Думаю, имя Вдохновитель наиболее подходит Соловьеву. Он пришел, чтобы зажечь человечество идеей объединения, но разочаровался то ли в идее, то ли в человечестве, внезапно заболел и в июле 1900 года ушел из этого мира в подмосковном имении своих друзей князей Трубецких…
Кавелин не только восхищался двадцатилетним Соловьевым за то, что он в столь раннем возрасте защитил диссертацию, но и разбирал его работу, в частности его приверженность взглядам Беркли, то есть к субъективному идеализму. Впоследствии, получив ответ Соловьева, он признает, что неправильно того понял. Соловьев не был последователем Беркли, а мысли о природе сознания, которые он высказал в той работе, были случайными, нужными ему лишь для окончательного вывода о Западной философии.
Вывод: «Таким образом, эта новейшая философия с логическим совершенством западной формы стремится соединить полноту содержания духовных созерцаний Востока» (Соловьев, Собрание сочинений, т. 1, с. 151).
Оставлю этот неожиданный вывод без замечаний, — я его вообще не смог понять. Сознание же в его диссертации поминается довольно часто, но строго в соответствии с тем, как оно используется разбираемым западным мыслителем. Собственного определения сознания Соловьев здесь не дает, а выводить его простонаучное понятие я не хочу, хотя это могло бы иметь значение. Если сознание оказывается ключевым понятием всех европейских философий, его определение желательно.

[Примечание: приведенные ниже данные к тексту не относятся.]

use std::path::Path;
use std::time::Duration;

use anyhow::Context as _;

use crate::cache::{CachePolicy, HttpCacheSource, load_index};
use crate::catalog::html::{DEFAULT_TEMPLATE, PageContext, render_page, source_link};
use crate::catalog::opds::CATALOG_FILENAME;
use crate::catalog::{Catalog, build_listing};
use crate::cli::{BuildArgs, EnabledArgs, csv_set};
use crate::clock::{Clock, SystemClock, precise_delta};
use crate::cover::{CommandCoverRenderer, CoverRenderer};
use crate::job_log::JobLog;
use crate::metadata::EbookMetaTool;
use crate::naming::OutputTable;
use crate::orchestrator::{JobOrchestrator, RunConfig, RunSummary, Tools, finalize_names};
use crate::recipe::RecipeBook;
use crate::runner::{Accounts, CommandConverter};

pub const PAGE_FILENAME: &str = "index.html";

pub fn run(args: BuildArgs, verbose: bool) -> anyhow::Result<RunSummary> {
    let clock = SystemClock;
    let started = clock.now();

    let publish_site = if args.publish_site.ends_with('/') {
        args.publish_site.clone()
    } else {
        format!("{}/", args.publish_site)
    };

    let mut book = RecipeBook::load(&args.recipes).context("load recipe book")?;
    book.resolve_names(&args.recipes_dir);
    tracing::info!(
        recipes = book.recipes.len(),
        path = %args.recipes.display(),
        "loaded recipe book"
    );

    std::fs::create_dir_all(&args.publish_dir)
        .with_context(|| format!("create publish dir: {}", args.publish_dir.display()))?;
    let job_log_path = JobLog::path_in(&args.meta_dir);
    let job_log = JobLog::load_or_default(&job_log_path);

    let cache_policy = CachePolicy {
        index_timeout: Duration::from_secs(args.index_timeout_secs),
        file_timeout: Duration::from_secs(args.cache_timeout_secs),
        retry_wait: Duration::from_secs(args.retry_wait_secs),
        ..CachePolicy::default()
    };
    let cache = HttpCacheSource::new(&publish_site)?;
    let cached = load_index(&cache, &clock, &cache_policy);

    let mut outputs = OutputTable::scan(&args.publish_dir)?;

    let converter = CommandConverter {
        bin: args.converter.clone(),
        recipes_dir: args.recipes_dir.clone(),
        publish_dir: args.publish_dir.clone(),
        static_dir: args.static_dir.clone(),
        title_date_format: args.title_date_format.clone(),
        accounts: args.accounts.as_deref().map(Accounts::parse).unwrap_or_default(),
        verbose,
    };
    let meta_tool = EbookMetaTool {
        bin: args.meta_tool.clone(),
    };
    let cover = args
        .cover_command
        .clone()
        .filter(|bin| !bin.trim().is_empty())
        .map(|bin| CommandCoverRenderer { bin });

    let orchestrator = JobOrchestrator::new(
        Tools {
            converter: &converter,
            metadata: &meta_tool,
            cache: &cache,
            cover: cover.as_ref().map(|c| c as &dyn CoverRenderer),
            clock: &clock,
        },
        RunConfig {
            skip: csv_set(&args.skip),
            regenerate: csv_set(&args.regenerate),
            publish_site: publish_site.clone(),
            cache_policy,
        },
    );
    let outcome = orchestrator.run(&book, &cached, job_log, &mut outputs);

    finalize_names(&outcome.generated, &mut outputs).context("rename outputs")?;

    let listing = build_listing(&outcome.generated, &book, &args.publish_dir);
    let now = clock.now();
    let catalog = Catalog::build(&listing, outcome.index, &publish_site, now);
    catalog.write(&args.publish_dir)?;

    outcome.job_log.save(&job_log_path)?;

    let elapsed = (clock.now() - started).to_std().unwrap_or_default();
    let template = match &args.template {
        Some(path) => std::fs::read_to_string(path)
            .with_context(|| format!("read template: {}", path.display()))?,
        None => DEFAULT_TEMPLATE.to_owned(),
    };
    let page = render_page(
        &template,
        &PageContext {
            listing: catalog.listing_html.clone(),
            css: read_optional(&args.static_dir.join("site.css"))?,
            js: read_optional(&args.static_dir.join("site.js"))?,
            refreshed_ts: now.timestamp_millis(),
            refreshed_dt: now.format("%Y-%m-%d %H:%M:%S%:z").to_string(),
            publish_site: publish_site.clone(),
            elapsed: precise_delta(elapsed),
            catalog: CATALOG_FILENAME.to_owned(),
            source_link: source_link(&args.source_url, &args.commit_hash),
        },
    )
    .context("render page")?;
    let page_path = args.publish_dir.join(PAGE_FILENAME);
    std::fs::write(&page_path, page)
        .with_context(|| format!("write page: {}", page_path.display()))?;

    std::fs::write(&args.summary, outcome.summary.to_markdown())
        .with_context(|| format!("write job summary: {}", args.summary.display()))?;

    tracing::info!(
        elapsed = %precise_delta(elapsed),
        publish_dir = %args.publish_dir.display(),
        "build complete"
    );
    Ok(outcome.summary)
}

/// Prints the slugs whose schedule is enabled now, one per line.
pub fn enabled(args: EnabledArgs) -> anyhow::Result<Vec<String>> {
    let book = RecipeBook::load(&args.recipes).context("load recipe book")?;
    let job_log = JobLog::load_or_default(&JobLog::path_in(&args.meta_dir));
    let now = SystemClock.now();
    let slugs: Vec<String> = book
        .recipes
        .iter()
        .filter(|recipe| recipe.is_enabled(job_log.last_run(&recipe.slug), now))
        .map(|recipe| recipe.slug.clone())
        .collect();
    for slug in &slugs {
        println!("{slug}");
    }
    Ok(slugs)
}

fn read_optional(path: &Path) -> anyhow::Result<String> {
    match std::fs::read_to_string(path) {
        Ok(text) => Ok(text),
        Err(err) if err.kind() == std::io::ErrorKind::NotFound => Ok(String::new()),
        Err(err) => Err(err).with_context(|| format!("read {}", path.display())),
    }
}
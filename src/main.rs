use std::process::ExitCode;

use anyhow::Context as _;
use clap::Parser as _;

fn main() -> ExitCode {
    if let Err(err) = try_main() {
        eprintln!("{err:#}");
        return ExitCode::FAILURE;
    }

    ExitCode::SUCCESS
}

fn try_main() -> anyhow::Result<()> {
    let cli = presspack::cli::Cli::parse();
    presspack::logging::init(cli.verbose).context("init logging")?;
    tracing::debug!(?cli, "parsed cli");

    match cli.command {
        presspack::cli::Command::Build(args) => {
            presspack::build::run(args, cli.verbose).context("build")?;
        }
        presspack::cli::Command::Enabled(args) => {
            presspack::build::enabled(args).context("enabled")?;
        }
    }

    Ok(())
}
//! Init data login handler.

use std::sync::Arc;

use axum::extract::State;
use axum::Json;
use serde::{Deserialize, Serialize};

use webapp_auth_core::NormalizedIdentity;

use crate::error::ApiError;
use crate::state::AppState;

/// Login request.
#[derive(Debug, Deserialize)]
pub struct AuthRequest {
    /// Raw init data string exactly as the client received it.
    pub init_data: String,
}

/// Login response.
#[derive(Debug, Serialize)]
pub struct AuthResponse {
    /// Always `true`; failures are reported as error responses.
    pub success: bool,
    /// The verified user.
    pub user: NormalizedIdentity,
    /// The user's own referral code.
    pub referral_code: String,
    /// Referral code of the inviting user, if the app was opened with one.
    pub referred_by: Option<String>,
}

/// Verify init data and return the identity it carries.
pub async fn authenticate(
    State(state): State<Arc<AppState>>,
    Json(body): Json<AuthRequest>,
) -> Result<Json<AuthResponse>, ApiError> {
    if body.init_data.trim().is_empty() {
        return Err(ApiError::BadRequest("init_data is required".into()));
    }

    let user = state.verifier.verify_and_extract_identity(&body.init_data)?;

    let referral_code = user.referral_code();
    let referred_by = user.referred_by();

    tracing::info!(
        user_id = %user.id,
        referred = referred_by.is_some(),
        "User authenticated"
    );

    Ok(Json(AuthResponse {
        success: true,
        user,
        referral_code,
        referred_by,
    }))
}
//! Init data authentication HTTP API.
//!
//! This crate exposes `webapp-auth-core` verification over HTTP:
//!
//! - Login with raw init data (`POST /v1/auth/telegram`)
//! - Per-request authentication via the `AuthUser` extractor
//!   (`Authorization: tma <init data>`)
//! - Health check
//!
//! Verification failures keep their kind: malformed input answers `400`,
//! a forged or stale payload answers `401`, and an unexpected fault answers
//! `500` without details.

#![forbid(unsafe_code)]
#![warn(missing_docs)]
#![warn(clippy::all)]
#![warn(clippy::pedantic)]
// Axum handlers all return Result
#![allow(clippy::missing_errors_doc)]
#![allow(clippy::unused_async)]

pub mod auth;
pub mod config;
pub mod error;
pub mod handlers;
pub mod routes;
pub mod state;

pub use auth::AuthUser;
pub use config::{ConfigError, ServiceConfig};
pub use error::ApiError;
pub use routes::create_router;
pub use state::AppState;
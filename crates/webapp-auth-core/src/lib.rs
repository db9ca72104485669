//! Core verification logic for mini-app init data.
//!
//! A client hands the backend an opaque, URL-encoded string of key/value
//! pairs signed by the platform with a secret derived from the bot token.
//! This crate turns that string into a trusted identity:
//!
//! - **Canonicalization**: `InitData`, `CanonicalForm`, `canonicalize`
//! - **Signature verification**: `InitDataVerifier`, `VerifierConfig`, `SharedSecret`
//! - **Identity normalization**: `NormalizedIdentity`, `UserId`, `normalize_identity`
//! - **Referral codes**: `extract_referral_code`, `generate_referral_code`
//!
//! # Example
//!
//! ```
//! use webapp_auth_core::{sign_init_data, InitDataVerifier, SharedSecret, VerifierConfig};
//!
//! let secret = SharedSecret::new("123456:bot-token");
//! let now = chrono::Utc::now().timestamp().to_string();
//! let raw = sign_init_data(
//!     &[("auth_date", now.as_str()), ("user", r#"{"id":42,"first_name":"Ann"}"#)],
//!     &secret,
//! )?;
//!
//! let verifier = InitDataVerifier::new(&secret, VerifierConfig::default())?;
//! let identity = verifier.verify_and_extract_identity(&raw)?;
//! assert_eq!(identity.id.get(), 42);
//! assert_eq!(identity.referral_code(), "CG0000426");
//! # Ok::<(), webapp_auth_core::AuthError>(())
//! ```

#![forbid(unsafe_code)]
#![warn(missing_docs)]
#![warn(clippy::all)]
#![warn(clippy::pedantic)]

pub mod canonical;
pub mod crypto;
pub mod error;
pub mod identity;
pub mod referral;
pub mod verify;

pub use canonical::{canonicalize, CanonicalForm, InitData, HASH_FIELD};
pub use error::{AuthError, ErrorClass, Result};
pub use identity::{
    normalize_identity, parse_identity_field, NormalizedIdentity, UserId, DEFAULT_LANGUAGE_CODE,
    MAX_NAME_CHARS, USER_FIELD,
};
pub use referral::{extract_referral_code, generate_referral_code, REFERRAL_PREFIX};
pub use verify::{
    derive_secret_key, sign_init_data, InitDataVerifier, SharedSecret, VerifierConfig,
    AUTH_DATE_FIELD, DEFAULT_MAX_AGE_SECONDS,
};
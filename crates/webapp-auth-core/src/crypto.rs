//! Cryptographic primitives for init data verification.
//!
//! HMAC-SHA256 is used twice: once to derive the per-bot secret key from the
//! token under a fixed label, and once to sign the canonical check string
//! with that derived key.

use hmac::{Hmac, Mac};
use sha2::Sha256;
use subtle::ConstantTimeEq;

use crate::error::{AuthError, Result};

type HmacSha256 = Hmac<Sha256>;

/// Compute raw HMAC-SHA256 over `message` keyed with `key`.
///
/// HMAC accepts keys of any length, so the error path only exists to avoid
/// panicking if the underlying implementation ever refuses a key.
pub fn hmac_sha256(key: &[u8], message: &[u8]) -> Result<Vec<u8>> {
    let mut mac = HmacSha256::new_from_slice(key)
        .map_err(|e| AuthError::Unexpected(format!("hmac key rejected: {e}")))?;
    mac.update(message);
    Ok(mac.finalize().into_bytes().to_vec())
}

/// Compute HMAC-SHA256 and return the lowercase hex-encoded result.
///
/// The output is always 64 characters long.
pub fn hmac_sha256_hex(key: &[u8], message: &[u8]) -> Result<String> {
    hmac_sha256(key, message).map(hex::encode)
}

/// Constant-time string comparison.
///
/// Strings of different length compare unequal immediately; digest length is
/// public for hex-encoded SHA-256, so the early return leaks nothing useful.
#[must_use]
pub fn constant_time_eq(a: &str, b: &str) -> bool {
    if a.len() != b.len() {
        return false;
    }
    a.as_bytes().ct_eq(b.as_bytes()).into()
}
//! Referral code helpers.
//!
//! Referral codes are a deterministic function of the user ID. They identify,
//! they do not authenticate: never accept one as a token.

/// Prefix of a start parameter that carries a referral code.
pub const REFERRAL_PREFIX: &str = "ref_";

/// Prefix of every generated referral code.
const CODE_PREFIX: &str = "CG";

/// Number of trailing ID digits embedded in a code.
const CODE_DIGITS: usize = 6;

/// Extract the referral code from a start parameter such as `ref_ABC123`.
///
/// Returns `None` when the parameter is absent or lacks the `ref_` prefix.
/// A bare `ref_` yields an empty code.
#[must_use]
pub fn extract_referral_code(start_param: Option<&str>) -> Option<String> {
    start_param?
        .strip_prefix(REFERRAL_PREFIX)
        .map(str::to_string)
}

/// Generate the referral code for a user ID.
///
/// Takes the last six decimal digits (left-padded with zeros), appends the
/// digit sum modulo 10 as a checksum and prefixes `CG`.
#[must_use]
pub fn generate_referral_code(user_id: u64) -> String {
    let digits = format!("{user_id:0width$}", width = CODE_DIGITS);
    let base = &digits[digits.len() - CODE_DIGITS..];

    let checksum = base
        .bytes()
        .map(|b| u32::from(b - b'0'))
        .sum::<u32>()
        % 10;

    format!("{CODE_PREFIX}{base}{checksum}")
}
//! Init data parsing and canonicalization.
//!
//! The platform signs a check string built from every received field except
//! `hash`, formatted as `key=value`, sorted by key and joined with `\n`.

use std::collections::BTreeMap;

use crate::error::{AuthError, Result};

/// Name of the field that carries the hex signature.
pub const HASH_FIELD: &str = "hash";

/// Decoded init data fields.
///
/// Keys are unique; when a key repeats in the raw string the last occurrence
/// wins. Iteration order is ascending byte order of the keys, which is the
/// order the check string uses.
#[derive(Debug, Clone, Default, PartialEq, Eq)]
pub struct InitData {
    fields: BTreeMap<String, String>,
}

impl InitData {
    /// Decode a raw `application/x-www-form-urlencoded` string.
    ///
    /// Pairs are split on `&`, key and value on the first `=`, `+` decodes to
    /// a space and percent escapes are resolved. Blank values are kept.
    #[must_use]
    pub fn parse(raw: &str) -> Self {
        url::form_urlencoded::parse(raw.as_bytes())
            .into_owned()
            .collect()
    }

    /// Look up a field value.
    #[must_use]
    pub fn get(&self, key: &str) -> Option<&str> {
        self.fields.get(key).map(String::as_str)
    }

    /// Insert or replace a field.
    pub fn insert(&mut self, key: impl Into<String>, value: impl Into<String>) {
        self.fields.insert(key.into(), value.into());
    }

    /// Remove a field, returning its value.
    pub fn remove(&mut self, key: &str) -> Option<String> {
        self.fields.remove(key)
    }

    /// Number of fields.
    #[must_use]
    pub fn len(&self) -> usize {
        self.fields.len()
    }

    /// Whether there are no fields.
    #[must_use]
    pub fn is_empty(&self) -> bool {
        self.fields.is_empty()
    }

    /// Iterate fields in key order.
    pub fn iter(&self) -> impl Iterator<Item = (&str, &str)> {
        self.fields.iter().map(|(k, v)| (k.as_str(), v.as_str()))
    }

    /// Build the check string over every field except `hash`.
    #[must_use]
    pub fn check_string(&self) -> String {
        self.iter()
            .filter(|(key, _)| *key != HASH_FIELD)
            .map(|(key, value)| format!("{key}={value}"))
            .collect::<Vec<_>>()
            .join("\n")
    }

    /// Encode the fields back into a query string.
    #[must_use]
    pub fn to_query_string(&self) -> String {
        url::form_urlencoded::Serializer::new(String::new())
            .extend_pairs(self.iter())
            .finish()
    }
}

impl<K: Into<String>, V: Into<String>> FromIterator<(K, V)> for InitData {
    fn from_iter<I: IntoIterator<Item = (K, V)>>(iter: I) -> Self {
        let mut data = Self::default();
        for (key, value) in iter {
            data.insert(key, value);
        }
        data
    }
}

/// The canonical form of a received payload.
#[derive(Debug, Clone, PartialEq, Eq)]
pub struct CanonicalForm {
    /// All fields except `hash`.
    pub fields: InitData,
    /// The newline-joined, key-sorted `key=value` string that was signed.
    pub check_string: String,
    /// The signature supplied by the sender.
    pub hash: String,
}

/// Decode `raw` and split it into the check string and the supplied hash.
///
/// An empty payload canonicalizes to an empty check string, but since it has
/// no `hash` it still fails with [`AuthError::MissingSignature`].
pub fn canonicalize(raw: &str) -> Result<CanonicalForm> {
    let mut fields = InitData::parse(raw);

    let hash = fields
        .remove(HASH_FIELD)
        .filter(|h| !h.is_empty())
        .ok_or(AuthError::MissingSignature)?;

    let check_string = fields.check_string();

    Ok(CanonicalForm {
        fields,
        check_string,
        hash,
    })
}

До каких-то размышлений об этом понятии Соловьев дорастает лишь в 1891 году. На это его вынуждает жизнь, а точнее, возобновление одного старого литературного спора о народности и национальности. Литературный спор, если подойти к нему культурно-психологически, — это определенная жизнь и одновременно особое поле наблюдений. Взглянув через него в свое обычное понятие сознания, Соловьев вдруг понимает, что оно недостаточно для этого спора. В следующий миг он осознает, что в действительности понимает сознание шире, чем ему было достаточно при разговоре о западной философии.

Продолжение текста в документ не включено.